▶ What to work on
Please repeat each of the records that follow, exactly as written.

▶ Data excerpts
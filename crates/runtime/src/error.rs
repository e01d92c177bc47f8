use thiserror::Error;

#[derive(Debug, Error)]
pub enum Error {
    #[error(transparent)]
    Json(#[from] serde_json::Error),

    #[error(transparent)]
    Sqlx(#[from] sqlx::Error),

    #[error(transparent)]
    Migrate(#[from] sqlx::migrate::MigrateError),

    #[error(transparent)]
    Channels(#[from] courier_channels::Error),

    #[error("{kind} not found: {id}")]
    NotFound { kind: &'static str, id: String },

    #[error("{message}")]
    Message { message: String },
}

impl Error {
    #[must_use]
    pub fn message(message: impl Into<String>) -> Self {
        Self::Message {
            message: message.into(),
        }
    }

    #[must_use]
    pub fn not_found(kind: &'static str, id: impl Into<String>) -> Self {
        Self::NotFound {
            kind,
            id: id.into(),
        }
    }

    /// Stable code stored on a failed receipt.
    pub fn code(&self) -> &'static str {
        match self {
            Self::Json(_) => "SERIALIZATION_FAILED",
            Self::Sqlx(_) | Self::Migrate(_) => "STORE_FAILED",
            Self::Channels(_) => "INVALID_EVENT",
            Self::NotFound { .. } => "NOT_FOUND",
            Self::Message { .. } => "PROCESSING_FAILED",
        }
    }
}

impl courier_common::FromMessage for Error {
    fn from_message(message: String) -> Self {
        Self::Message { message }
    }
}

pub type Result<T> = std::result::Result<T, Error>;

courier_common::impl_context!();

▶ Result for this task
filename crates/runtime/src/error.rs
repository e01d92c177bc47f8
use thiserror::Error;

#[derive(Debug, Error)]
pub enum Error {
    #[error(transparent)]
    Json(#[from] serde_json::Error),

    #[error(transparent)]
    Sqlx(#[from] sqlx::Error),

    #[error(transparent)]
    Migrate(#[from] sqlx::migrate::MigrateError),

    #[error(transparent)]
    Channels(#[from] courier_channels::Error),

    #[error("{kind} not found: {id}")]
    NotFound { kind: &'static str, id: String },

    #[error("{message}")]
    Message { message: String },
}

impl Error {
    #[must_use]
    pub fn message(message: impl Into<String>) -> Self {
        Self::Message {
            message: message.into(),
        }
    }

    #[must_use]
    pub fn not_found(kind: &'static str, id: impl Into<String>) -> Self {
        Self::NotFound {
            kind,
            id: id.into(),
        }
    }

    /// Stable code stored on a failed receipt.
    pub fn code(&self) -> &'static str {
        match self {
            Self::Json(_) => "SERIALIZATION_FAILED",
            Self::Sqlx(_) | Self::Migrate(_) => "STORE_FAILED",
            Self::Channels(_) => "INVALID_EVENT",
            Self::NotFound { .. } => "NOT_FOUND",
            Self::Message { .. } => "PROCESSING_FAILED",
        }
    }
}

impl courier_common::FromMessage for Error {
    fn from_message(message: String) -> Self {
        Self::Message { message }
    }
}

pub type Result<T> = std::result::Result<T, Error>;

courier_common::impl_context!();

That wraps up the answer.